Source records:
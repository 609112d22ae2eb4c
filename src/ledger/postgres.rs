//! Postgres Ledger Repository
//!
//! Consistency is delegated to the store: transfers run SERIALIZABLE and the
//! `balance >= 0` CHECK constraint aborts any debit that would overdraw.
//! No in-process locks are held.

use async_trait::async_trait;
use rust_decimal::Decimal;
use sqlx::postgres::PgPoolOptions;
use sqlx::{PgConnection, PgPool};

use crate::config::Config;
use crate::db::{self, IsolationLevel};
use crate::domain::Amount;

use super::{AccountId, LedgerError, LedgerRepository, LedgerResult};

/// Ledger repository backed by the `accounts` table
#[derive(Debug, Clone)]
pub struct PgLedgerRepository {
    pool: PgPool,
}

impl PgLedgerRepository {
    /// Create a repository over an existing pool
    pub fn new(pool: PgPool) -> Self {
        Self { pool }
    }

    /// Connect a pool sized from the startup configuration
    pub async fn connect(config: &Config) -> Result<Self, sqlx::Error> {
        let pool = PgPoolOptions::new()
            .max_connections(config.database_max_connections)
            .connect(&config.database_url)
            .await?;
        Ok(Self::new(pool))
    }

    pub fn pool(&self) -> &PgPool {
        &self.pool
    }

    // =========================================================================
    // Units of work (run inside a transaction opened by the caller)
    // =========================================================================

    async fn select_digest(conn: &mut PgConnection, login: &str) -> LedgerResult<String> {
        let digest: Option<String> =
            sqlx::query_scalar("SELECT password_digest FROM accounts WHERE login = $1")
                .bind(login)
                .fetch_optional(&mut *conn)
                .await?;

        digest.ok_or_else(|| LedgerError::NotFound(login.to_string()))
    }

    async fn insert_account(
        conn: &mut PgConnection,
        login: &str,
        digest: &str,
    ) -> LedgerResult<AccountId> {
        sqlx::query_scalar(
            r#"
            INSERT INTO accounts (login, password_digest, balance)
            VALUES ($1, $2, 0)
            RETURNING id
            "#,
        )
        .bind(login)
        .bind(digest)
        .fetch_one(&mut *conn)
        .await
        .map_err(|e| {
            if db::is_unique_violation(&e) {
                LedgerError::Conflict(login.to_string())
            } else {
                LedgerError::from(e)
            }
        })
    }

    async fn select_balance(conn: &mut PgConnection, login: &str) -> LedgerResult<Decimal> {
        let balance: Option<Decimal> =
            sqlx::query_scalar("SELECT balance FROM accounts WHERE login = $1")
                .bind(login)
                .fetch_optional(&mut *conn)
                .await?;

        balance.ok_or_else(|| LedgerError::NotFound(login.to_string()))
    }

    /// Debit the sender then credit the recipient.
    ///
    /// Any error returned here makes the caller roll back, so a missing
    /// recipient also undoes the debit.
    async fn move_funds(
        conn: &mut PgConnection,
        sender: &str,
        recipient: &str,
        amount: Decimal,
    ) -> LedgerResult<()> {
        let debited = sqlx::query(
            "UPDATE accounts SET balance = balance - $1 WHERE login = $2",
        )
        .bind(amount)
        .bind(sender)
        .execute(&mut *conn)
        .await
        .map_err(|e| {
            if db::is_check_violation(&e) {
                LedgerError::InsufficientFunds(sender.to_string())
            } else {
                LedgerError::from(e)
            }
        })?
        .rows_affected();

        if debited == 0 {
            return Err(LedgerError::NotFound(sender.to_string()));
        }

        let credited = sqlx::query(
            "UPDATE accounts SET balance = balance + $1 WHERE login = $2",
        )
        .bind(amount)
        .bind(recipient)
        .execute(&mut *conn)
        .await?
        .rows_affected();

        if credited == 0 {
            return Err(LedgerError::NotFound(recipient.to_string()));
        }

        Ok(())
    }
}

#[async_trait]
impl LedgerRepository for PgLedgerRepository {
    async fn find_digest_by_login(&self, login: &str) -> LedgerResult<String> {
        let mut tx = db::begin(&self.pool, IsolationLevel::ReadCommitted).await?;
        let outcome = Self::select_digest(&mut tx, login).await;
        db::finish(tx, outcome).await
    }

    async fn create_account(&self, login: &str, digest: &str) -> LedgerResult<AccountId> {
        let mut tx = db::begin(&self.pool, IsolationLevel::ReadCommitted).await?;
        let outcome = Self::insert_account(&mut tx, login, digest).await;
        let id = db::finish(tx, outcome).await?;

        tracing::debug!(account_id = id, login = %login, "Account row inserted");
        Ok(id)
    }

    async fn find_balance_by_login(&self, login: &str) -> LedgerResult<Decimal> {
        let mut tx = db::begin(&self.pool, IsolationLevel::ReadCommitted).await?;
        let outcome = Self::select_balance(&mut tx, login).await;
        db::finish(tx, outcome).await
    }

    async fn transfer(&self, sender: &str, recipient: &str, amount: Amount) -> LedgerResult<()> {
        let mut tx = db::begin(&self.pool, IsolationLevel::Serializable).await?;
        let outcome = Self::move_funds(&mut tx, sender, recipient, amount.value()).await;

        if let Err(ref e) = outcome {
            tracing::debug!(
                sender = %sender,
                recipient = %recipient,
                amount = %amount,
                error = %e,
                "Transfer rolled back"
            );
        }

        db::finish(tx, outcome).await
    }
}
//! Password digest
//!
//! One-way SHA-256 digest, hex encoded. The same function is used when an
//! account is registered and when a sign-in attempt is checked.
//!
//! No salt is applied, so equal passwords produce equal digests.

use sha2::{Digest, Sha256};

/// Length of a digest string (32 bytes, hex encoded)
pub const DIGEST_LEN: usize = 64;

/// Digest a plaintext password
pub fn digest(plaintext: &str) -> String {
    hex::encode(Sha256::digest(plaintext.as_bytes()))
}

/// Check a plaintext password against a stored digest
pub fn matches(plaintext: &str, stored_digest: &str) -> bool {
    digest(plaintext) == stored_digest
}
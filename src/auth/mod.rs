//! Authentication module
//!
//! Password digest, bearer token service and the authorization gate.

pub mod digest;
pub mod gate;
pub mod token;

pub use digest::digest;
pub use gate::{authenticate, bearer_token, secure, AuthenticatedLogin, GateError};
pub use token::{Claims, TokenError, TokenService};
//! Database module
//!
//! Connection, schema and transaction utilities.

use sqlx::{PgPool, Postgres, Transaction};

/// Schema of the credential store
pub const SCHEMA: &str = include_str!("../migrations/0001_create_accounts.sql");

/// Create the accounts table if it does not exist yet
pub async fn apply_schema(pool: &PgPool) -> Result<(), sqlx::Error> {
    sqlx::query(SCHEMA).execute(pool).await?;
    Ok(())
}

/// Verify database connectivity
pub async fn verify_connection(pool: &PgPool) -> Result<(), sqlx::Error> {
    sqlx::query("SELECT 1").execute(pool).await?;
    Ok(())
}

/// Check if required tables exist
pub async fn check_schema(pool: &PgPool) -> Result<bool, sqlx::Error> {
    let required_tables = ["accounts"];

    for table in required_tables {
        let exists: bool = sqlx::query_scalar(
            r#"
            SELECT EXISTS (
                SELECT 1 FROM information_schema.tables
                WHERE table_schema = 'public' AND table_name = $1
            )
            "#,
        )
        .bind(table)
        .fetch_one(pool)
        .await?;

        if !exists {
            tracing::error!("Required table '{}' does not exist", table);
            return Ok(false);
        }
    }

    Ok(true)
}

// =========================================================================
// Transactions
// =========================================================================

/// Transaction isolation level
#[derive(Debug, Clone, Copy, PartialEq, Eq)]
pub enum IsolationLevel {
    ReadCommitted,
    Serializable,
}

impl IsolationLevel {
    fn set_statement(self) -> &'static str {
        match self {
            IsolationLevel::ReadCommitted => "SET TRANSACTION ISOLATION LEVEL READ COMMITTED",
            IsolationLevel::Serializable => "SET TRANSACTION ISOLATION LEVEL SERIALIZABLE",
        }
    }
}

/// Acquire a connection and open a transaction at the given isolation level.
///
/// Auto-commit is off until `finish` is called. If the transaction is
/// dropped without `finish`, sqlx rolls it back and returns the connection.
pub async fn begin(
    pool: &PgPool,
    isolation: IsolationLevel,
) -> Result<Transaction<'static, Postgres>, sqlx::Error> {
    let mut tx = pool.begin().await?;
    sqlx::query(isolation.set_statement())
        .execute(&mut *tx)
        .await?;
    Ok(tx)
}

/// Commit if the unit of work succeeded, roll back otherwise.
///
/// The unit of work's error is returned even if the rollback itself fails.
pub async fn finish<T, E>(tx: Transaction<'_, Postgres>, outcome: Result<T, E>) -> Result<T, E>
where
    E: From<sqlx::Error>,
{
    match outcome {
        Ok(value) => {
            tx.commit().await?;
            Ok(value)
        }
        Err(e) => {
            if let Err(rollback_err) = tx.rollback().await {
                tracing::error!("Transaction rollback failed: {}", rollback_err);
            }
            Err(e)
        }
    }
}

// =========================================================================
// Postgres error classification
// =========================================================================

const UNIQUE_VIOLATION: &str = "23505";
const CHECK_VIOLATION: &str = "23514";
const NUMERIC_VALUE_OUT_OF_RANGE: &str = "22003";
const SERIALIZATION_FAILURE: &str = "40001";
const DEADLOCK_DETECTED: &str = "40P01";

fn sqlstate(err: &sqlx::Error) -> Option<String> {
    match err {
        sqlx::Error::Database(db_err) => db_err.code().map(|code| code.into_owned()),
        _ => None,
    }
}

pub fn is_unique_violation(err: &sqlx::Error) -> bool {
    sqlstate(err).is_some_and(|code| code == UNIQUE_VIOLATION)
}

pub fn is_check_violation(err: &sqlx::Error) -> bool {
    sqlstate(err).is_some_and(|code| code == CHECK_VIOLATION)
}

/// A value did not fit its column, e.g. a balance past `NUMERIC(28, 8)`
pub fn is_numeric_out_of_range(err: &sqlx::Error) -> bool {
    sqlstate(err).is_some_and(|code| code == NUMERIC_VALUE_OUT_OF_RANGE)
}

/// Concurrent transactions could not be serialized; the statement was aborted
pub fn is_serialization_failure(err: &sqlx::Error) -> bool {
    sqlstate(err).is_some_and(|code| code == SERIALIZATION_FAILURE || code == DEADLOCK_DETECTED)
}

#[cfg(test)]
mod tests {
    use super::*;

    #[test]
    fn test_isolation_statements() {
        assert!(IsolationLevel::Serializable
            .set_statement()
            .ends_with("SERIALIZABLE"));
        assert!(IsolationLevel::ReadCommitted
            .set_statement()
            .ends_with("READ COMMITTED"));
    }

    #[test]
    fn test_non_database_errors_are_unclassified() {
        let err = sqlx::Error::RowNotFound;
        assert!(!is_unique_violation(&err));
        assert!(!is_check_violation(&err));
        assert!(!is_serialization_failure(&err));
        assert!(!is_numeric_out_of_range(&err));
    }

    #[test]
    fn test_schema_enforces_invariants() {
        assert!(SCHEMA.contains("UNIQUE"));
        assert!(SCHEMA.contains("CHECK (balance >= 0)"));
    }
}
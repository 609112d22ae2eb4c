//! API Middleware
//!
//! Bearer authentication and request logging middleware.

use axum::{
    body::Body,
    extract::State,
    http::{HeaderMap, HeaderValue, Request},
    middleware::Next,
    response::Response,
};
use uuid::Uuid;

use crate::auth::secure;

use super::AppState;

// =========================================================================
// Bearer Authentication Middleware
// =========================================================================

/// Guard a route with the authorization gate.
///
/// On success the authenticated login is stored in request extensions for
/// the handler to pick up with `Extension<AuthenticatedLogin>`.
pub async fn auth_middleware(
    State(state): State<AppState>,
    request: Request<Body>,
    next: Next,
) -> Response {
    secure(&state.tokens, request, |mut request, login| async move {
        request.extensions_mut().insert(login);
        next.run(request).await
    })
    .await
}

// =========================================================================
// mask_headers_for_logging
// =========================================================================

/// Headers that should be masked in logs
const SENSITIVE_HEADERS: &[&str] = &["authorization", "cookie", "set-cookie"];

/// Header carrying the correlation ID
pub const CORRELATION_ID_HEADER: &str = "x-correlation-id";

/// Mask sensitive headers for logging
pub fn mask_headers_for_logging(headers: &HeaderMap) -> Vec<(String, String)> {
    headers
        .iter()
        .map(|(name, value)| {
            let name_lower = name.as_str().to_lowercase();
            let masked_value = if SENSITIVE_HEADERS.contains(&name_lower.as_str()) {
                "[REDACTED]".to_string()
            } else {
                value.to_str().unwrap_or("[invalid utf8]").to_string()
            };
            (name.to_string(), masked_value)
        })
        .collect()
}

/// Correlation ID from the request, or a fresh one
fn correlation_id(headers: &HeaderMap) -> Uuid {
    headers
        .get(CORRELATION_ID_HEADER)
        .and_then(|v| v.to_str().ok())
        .and_then(|s| Uuid::parse_str(s).ok())
        .unwrap_or_else(Uuid::new_v4)
}

// =========================================================================
// Request Logging Middleware
// =========================================================================

/// Request logging middleware
pub async fn logging_middleware(request: Request<Body>, next: Next) -> Response {
    let method = request.method().clone();
    let uri = request.uri().clone();
    let version = request.version();

    let headers = mask_headers_for_logging(request.headers());
    let correlation_id = correlation_id(request.headers());

    let start = std::time::Instant::now();

    tracing::info!(
        method = %method,
        uri = %uri,
        version = ?version,
        correlation_id = %correlation_id,
        headers = ?headers,
        "Incoming request"
    );

    let mut response = next.run(request).await;

    let duration = start.elapsed();
    let status = response.status();

    tracing::info!(
        method = %method,
        uri = %uri,
        status = %status,
        duration_ms = %duration.as_millis(),
        correlation_id = %correlation_id,
        "Request completed"
    );

    if let Ok(value) = HeaderValue::from_str(&correlation_id.to_string()) {
        response.headers_mut().insert(CORRELATION_ID_HEADER, value);
    }

    response
}

#[cfg(test)]
mod tests {
    use super::*;

    #[test]
    fn test_mask_headers_for_logging() {
        let mut headers = HeaderMap::new();
        headers.insert("content-type", "application/json".parse().unwrap());
        headers.insert("authorization", "Bearer abc.def.ghi".parse().unwrap());
        headers.insert("x-correlation-id", "corr-123".parse().unwrap());

        let masked = mask_headers_for_logging(&headers);

        let auth = masked.iter().find(|(k, _)| k == "authorization");
        let content_type = masked.iter().find(|(k, _)| k == "content-type");
        let correlation = masked.iter().find(|(k, _)| k == "x-correlation-id");

        assert_eq!(auth.unwrap().1, "[REDACTED]");
        assert_eq!(content_type.unwrap().1, "application/json");
        assert_eq!(correlation.unwrap().1, "corr-123");
    }

    #[test]
    fn test_sensitive_headers_list() {
        assert!(SENSITIVE_HEADERS.contains(&"authorization"));
        assert!(!SENSITIVE_HEADERS.contains(&"content-type"));
    }

    #[test]
    fn test_correlation_id_reused_when_valid() {
        let id = Uuid::new_v4();
        let mut headers = HeaderMap::new();
        headers.insert(CORRELATION_ID_HEADER, id.to_string().parse().unwrap());
        assert_eq!(correlation_id(&headers), id);

        headers.insert(CORRELATION_ID_HEADER, "not-a-uuid".parse().unwrap());
        assert_ne!(correlation_id(&headers), id);
    }
}
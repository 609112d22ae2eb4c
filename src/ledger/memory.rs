//! In-memory Ledger Repository
//!
//! A single table behind a mutex. Each operation takes the lock once, so a
//! transfer's checks and both balance updates happen as one step.

use std::collections::HashMap;
use std::sync::{Mutex, MutexGuard};

use async_trait::async_trait;
use rust_decimal::Decimal;

use crate::domain::{Amount, Balance};

use super::{AccountId, LedgerError, LedgerRepository, LedgerResult};

#[derive(Debug, Clone)]
struct AccountRow {
    id: AccountId,
    password_digest: String,
    balance: Balance,
}

#[derive(Debug, Default)]
struct Table {
    rows: HashMap<String, AccountRow>,
    last_id: AccountId,
}

impl Table {
    fn insert(&mut self, login: &str, digest: &str, balance: Balance) -> LedgerResult<AccountId> {
        if self.rows.contains_key(login) {
            return Err(LedgerError::Conflict(login.to_string()));
        }

        self.last_id += 1;
        self.rows.insert(
            login.to_string(),
            AccountRow {
                id: self.last_id,
                password_digest: digest.to_string(),
                balance,
            },
        );
        Ok(self.last_id)
    }

    fn row(&self, login: &str) -> LedgerResult<&AccountRow> {
        self.rows
            .get(login)
            .ok_or_else(|| LedgerError::NotFound(login.to_string()))
    }
}

/// Ledger repository kept entirely in process memory
#[derive(Debug, Default)]
pub struct InMemoryLedgerRepository {
    table: Mutex<Table>,
}

impl InMemoryLedgerRepository {
    pub fn new() -> Self {
        Self::default()
    }

    /// Insert an account with an opening balance
    pub fn seed(&self, login: &str, digest: &str, balance: Decimal) -> LedgerResult<AccountId> {
        let balance = Balance::new(balance)
            .map_err(|e| LedgerError::ConstraintViolation(e.to_string()))?;
        self.lock().insert(login, digest, balance)
    }

    /// Sum of every balance in the table
    pub fn total_balance(&self) -> Decimal {
        self.lock().rows.values().map(|row| row.balance.value()).sum()
    }

    pub fn account_id(&self, login: &str) -> Option<AccountId> {
        self.lock().rows.get(login).map(|row| row.id)
    }

    fn lock(&self) -> MutexGuard<'_, Table> {
        // A panic while holding the lock cannot leave a half-applied
        // transfer behind, so the data is still consistent
        self.table.lock().unwrap_or_else(|poisoned| poisoned.into_inner())
    }
}

#[async_trait]
impl LedgerRepository for InMemoryLedgerRepository {
    async fn find_digest_by_login(&self, login: &str) -> LedgerResult<String> {
        Ok(self.lock().row(login)?.password_digest.clone())
    }

    async fn create_account(&self, login: &str, digest: &str) -> LedgerResult<AccountId> {
        self.lock().insert(login, digest, Balance::zero())
    }

    async fn find_balance_by_login(&self, login: &str) -> LedgerResult<Decimal> {
        Ok(self.lock().row(login)?.balance.value())
    }

    async fn transfer(&self, sender: &str, recipient: &str, amount: Amount) -> LedgerResult<()> {
        let mut table = self.lock();

        // Same order as the store: sender, funds, recipient, column range.
        // Nothing is written until every check passes.
        let debited = table
            .row(sender)?
            .balance
            .debit(&amount)
            .map_err(|_| LedgerError::InsufficientFunds(sender.to_string()))?;
        let recipient_balance = table.row(recipient)?.balance;

        if sender == recipient {
            return Ok(());
        }

        let credited = recipient_balance
            .credit(&amount)
            .map_err(|e| LedgerError::ConstraintViolation(e.to_string()))?;

        if let Some(row) = table.rows.get_mut(sender) {
            row.balance = debited;
        }
        if let Some(row) = table.rows.get_mut(recipient) {
            row.balance = credited;
        }

        Ok(())
    }
}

Your task
Copy out each line of the data in which the word "iter" appears.

Response
        .iter()
        let auth = masked.iter().find(|(k, _)| k == "authorization");
        let content_type = masked.iter().find(|(k, _)| k == "content-type");
        let correlation = masked.iter().find(|(k, _)| k == "x-correlation-id");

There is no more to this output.